The elicitation of user preferences represents an effective means to identify the relevant user preference requirements for a configuration task. One common method to determine the preferences of users is to survey users using dialogs that consist of (multiple-choice) questions with selectable answers. A major drawback of dialog-based preference elicitation is that many new users are not willing to answer a fairly large number of questions which is a prerequisite for the identification of user constraints. To that end, we have developed a novel similarity-based approach which aims to solve such ramp-up (cold-start) scenarios by automatically completing a set of remaining questions in a preference elicitation dialog given a small set of pre-answered questions. Our approach has been evaluated with two small real-world datasets. Initial evaluation results reveal that our approach is able to find the most probable answers a respondent is likely to give to a set of remaining questions. First insights of an evaluation also show that our approach can keep the number of initial questions at a very low level, meaning that only between 35% and 50% of questions have to be asked in most cases in order to predict the complete set of user requirements.
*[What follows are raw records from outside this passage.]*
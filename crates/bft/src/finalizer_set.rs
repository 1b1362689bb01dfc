//! The finalizers configured on this node.
//!
//! [`FinalizerSet`] decides votes for every local finalizer, persists the
//! resulting safety information, and only then hands the votes out. A vote
//! can never reach the network before the state that produced it is on
//! disk, so a crash between the two steps loses at most a vote, never
//! safety.

use crate::block_state::BlockState;
use crate::config::{ConfigError, FinalizerSetConfig};
use crate::finalizer::Finalizer;
use crate::safety_file::{SafetyFile, SafetyFileError, SafetyMap};
use indexmap::{IndexMap, IndexSet};
use parking_lot::Mutex;
use savanna_messages::VoteMessage;
use savanna_types::{
    BlockQuorumCertificate, BlsPrivateKey, BlsPublicKey, FinalizerAuthority, FinalizerPolicy,
    FinalizerSafetyInformation, QcError, QuorumCertificate,
};
use std::path::PathBuf;
use std::sync::atomic::{AtomicBool, Ordering};
use thiserror::Error;
use tracing::{debug, info};

/// Errors from the finalizer set.
#[derive(Debug, Error)]
pub enum FinalizerSetError {
    #[error(transparent)]
    Safety(#[from] SafetyFileError),

    #[error(transparent)]
    Config(#[from] ConfigError),

    #[error("Received QC rejected: {0}")]
    Qc(#[from] QcError),
}

/// A vote cast by a local finalizer, with the authorities it signed as.
#[derive(Debug, Clone)]
pub struct CastVote {
    pub vote: VoteMessage,
    /// Entry in the block's active policy, if the finalizer is in it.
    pub active_authority: Option<FinalizerAuthority>,
    /// Entry in the block's pending policy, if the finalizer is in it.
    pub pending_authority: Option<FinalizerAuthority>,
}

struct Inner {
    finalizers: IndexMap<BlsPublicKey, Finalizer>,
    /// Records for keys no longer configured; written back untouched.
    inactive: SafetyMap,
    default_fsi: FinalizerSafetyInformation,
    file: SafetyFile,
}

impl Inner {
    fn save(&mut self) -> Result<(), SafetyFileError> {
        let Inner {
            finalizers,
            inactive,
            file,
            ..
        } = self;
        file.save(inactive, finalizers.iter().map(|(key, f)| (key, &f.fsi)))
    }
}

/// Local finalizers and their persisted safety state.
///
/// The key set is fixed after [`set_keys`](Self::set_keys), so the
/// read-only accessors never take the lock.
pub struct FinalizerSet {
    keys: IndexSet<BlsPublicKey>,
    has_voted: AtomicBool,
    inner: Mutex<Inner>,
}

impl FinalizerSet {
    /// An empty set persisting to `safety_file`.
    pub fn new(safety_file: impl Into<PathBuf>) -> Self {
        Self {
            keys: IndexSet::new(),
            has_voted: AtomicBool::new(false),
            inner: Mutex::new(Inner {
                finalizers: IndexMap::new(),
                inactive: SafetyMap::new(),
                default_fsi: FinalizerSafetyInformation::unset(),
                file: SafetyFile::new(safety_file),
            }),
        }
    }

    /// Build the set described by `config`, loading stored safety state.
    pub fn from_config(config: &FinalizerSetConfig) -> Result<Self, FinalizerSetError> {
        let mut set = Self::new(config.safety_file.clone());
        set.set_keys(config.parse_keys()?)?;
        Ok(set)
    }

    /// Configure the local finalizer keys. Call once at startup.
    ///
    /// Each key takes its stored safety information, or the default when
    /// none is stored. Stored records of keys not configured here are kept
    /// and written back with every save.
    pub fn set_keys(
        &mut self,
        keys: Vec<(BlsPublicKey, BlsPrivateKey)>,
    ) -> Result<(), FinalizerSetError> {
        if keys.is_empty() {
            return Ok(());
        }
        let inner = self.inner.get_mut();
        debug_assert!(inner.finalizers.is_empty(), "keys configured twice");

        let mut stored = inner.file.load()?;
        for (public_key, private_key) in keys {
            let fsi = stored.shift_remove(&public_key);
            debug!(
                public_key = %public_key,
                stored = fsi.is_some(),
                "Configured finalizer"
            );
            let fsi = fsi.unwrap_or(inner.default_fsi);
            inner
                .finalizers
                .insert(public_key, Finalizer::new(private_key, fsi));
            self.keys.insert(public_key);
        }
        inner.inactive = stored;

        info!(
            finalizers = self.keys.len(),
            inactive = inner.inactive.len(),
            path = %inner.file.path().display(),
            "Finalizer keys configured"
        );
        Ok(())
    }

    /// Give `fsi` to every finalizer that has no safety information yet,
    /// and use it for keys configured later.
    ///
    /// Used when finality first activates, before any vote is cast.
    pub fn set_default_safety_information(&self, fsi: FinalizerSafetyInformation) {
        let mut inner = self.inner.lock();
        for finalizer in inner.finalizers.values_mut() {
            if finalizer.fsi.is_unset() {
                finalizer.fsi = fsi;
            }
        }
        inner.default_fsi = fsi;
    }

    /// Decide votes on `block` for every local finalizer in its policies.
    ///
    /// When any vote is decided the safety file is written first; `emit` is
    /// then called once per vote after the lock is released. If the write
    /// fails nothing is emitted.
    pub fn maybe_vote(
        &self,
        block: &BlockState,
        mut emit: impl FnMut(CastVote),
    ) -> Result<(), FinalizerSetError> {
        if self.keys.is_empty() {
            return Ok(());
        }

        let votes = {
            let mut inner = self.inner.lock();
            let mut votes = Vec::new();
            for (public_key, finalizer) in inner.finalizers.iter_mut() {
                let active_authority = authority(block.active_policy(), public_key);
                let pending_authority = block
                    .pending_policy()
                    .and_then(|policy| authority(policy, public_key));
                if active_authority.is_none() && pending_authority.is_none() {
                    continue;
                }
                if let Some(vote) = finalizer.maybe_vote(public_key, block, block.strong_digest())
                {
                    votes.push(CastVote {
                        vote,
                        active_authority,
                        pending_authority,
                    });
                }
            }
            if votes.is_empty() {
                return Ok(());
            }
            inner.save()?;
            votes
        };

        self.has_voted.store(true, Ordering::Relaxed);
        debug!(
            block_num = %block.block_num(),
            block_id = %block.id(),
            votes = votes.len(),
            "Safety information saved, emitting votes"
        );
        for vote in votes {
            emit(vote);
        }
        Ok(())
    }

    /// Adopt the lock implied by a strong `received_qc` carried by `block`
    /// for local finalizers that voted in it.
    ///
    /// Once this node has cast a vote its own safety information is current
    /// and received QCs are ignored. Returns whether anything was saved.
    pub fn maybe_update_fsi(
        &self,
        block: &BlockState,
        received_qc: &BlockQuorumCertificate,
    ) -> Result<bool, FinalizerSetError> {
        if self.keys.is_empty() || self.has_voted.load(Ordering::Relaxed) {
            return Ok(false);
        }
        if !received_qc.is_strong() {
            return Ok(false);
        }
        let pending = match (block.pending_policy(), &received_qc.pending) {
            (Some(policy), Some(qc)) => Some((policy, qc)),
            (Some(_), None) => {
                return Err(QcError::MissingPendingSignature {
                    block_num: received_qc.block_num(),
                }
                .into())
            }
            (None, _) => None,
        };

        let mut inner = self.inner.lock();
        let mut updated = false;
        for (public_key, finalizer) in inner.finalizers.iter_mut() {
            let voted = voted_strong(block.active_policy(), &received_qc.active, public_key)
                || pending.is_some_and(|(policy, qc)| voted_strong(policy, qc, public_key));
            if voted && finalizer.maybe_update_fsi(block) {
                debug!(
                    public_key = %public_key,
                    lock_num = %finalizer.fsi.lock.block_num(),
                    "Lock updated from received QC"
                );
                updated = true;
            }
        }
        if updated {
            inner.save()?;
        }
        Ok(updated)
    }

    /// Number of configured finalizers.
    pub fn size(&self) -> usize {
        self.keys.len()
    }

    pub fn is_empty(&self) -> bool {
        self.keys.is_empty()
    }

    pub fn contains(&self, public_key: &BlsPublicKey) -> bool {
        self.keys.contains(public_key)
    }

    /// Configured keys, in configuration order.
    pub fn public_keys(&self) -> impl Iterator<Item = &BlsPublicKey> + '_ {
        self.keys.iter()
    }

    /// Current safety information of a configured finalizer.
    pub fn fsi(&self, public_key: &BlsPublicKey) -> Option<FinalizerSafetyInformation> {
        self.inner.lock().finalizers.get(public_key).map(|f| f.fsi)
    }
}

impl std::fmt::Debug for FinalizerSet {
    fn fmt(&self, f: &mut std::fmt::Formatter<'_>) -> std::fmt::Result {
        f.debug_struct("FinalizerSet")
            .field("keys", &self.keys)
            .field("has_voted", &self.has_voted.load(Ordering::Relaxed))
            .finish_non_exhaustive()
    }
}

fn authority(policy: &FinalizerPolicy, public_key: &BlsPublicKey) -> Option<FinalizerAuthority> {
    policy
        .index_of(public_key)
        .and_then(|index| policy.finalizer(index))
        .cloned()
}

fn voted_strong(policy: &FinalizerPolicy, qc: &QuorumCertificate, public_key: &BlsPublicKey) -> bool {
    policy.index_of(public_key).is_some_and(|index| {
        qc.strong_votes
            .as_ref()
            .is_some_and(|votes| votes.is_set(index))
    })
}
The results also indicate that this level can be further reduced with increasing amounts of training data.
|Number of pages||7|
|Journal||CEUR Workshop Proceedings|
|Publication status||Published - Sept 2021|
|Event||23rd International Configuration Workshop: ConfWS 2021 - Conference Center of Siemens City Vienna (Siemensstraße 90, 1210 Wien), Vienna, Austria|
Duration: 16 Sept 2021 → 17 Sept 2021
ASJC Scopus subject areas
- Computer Science(all)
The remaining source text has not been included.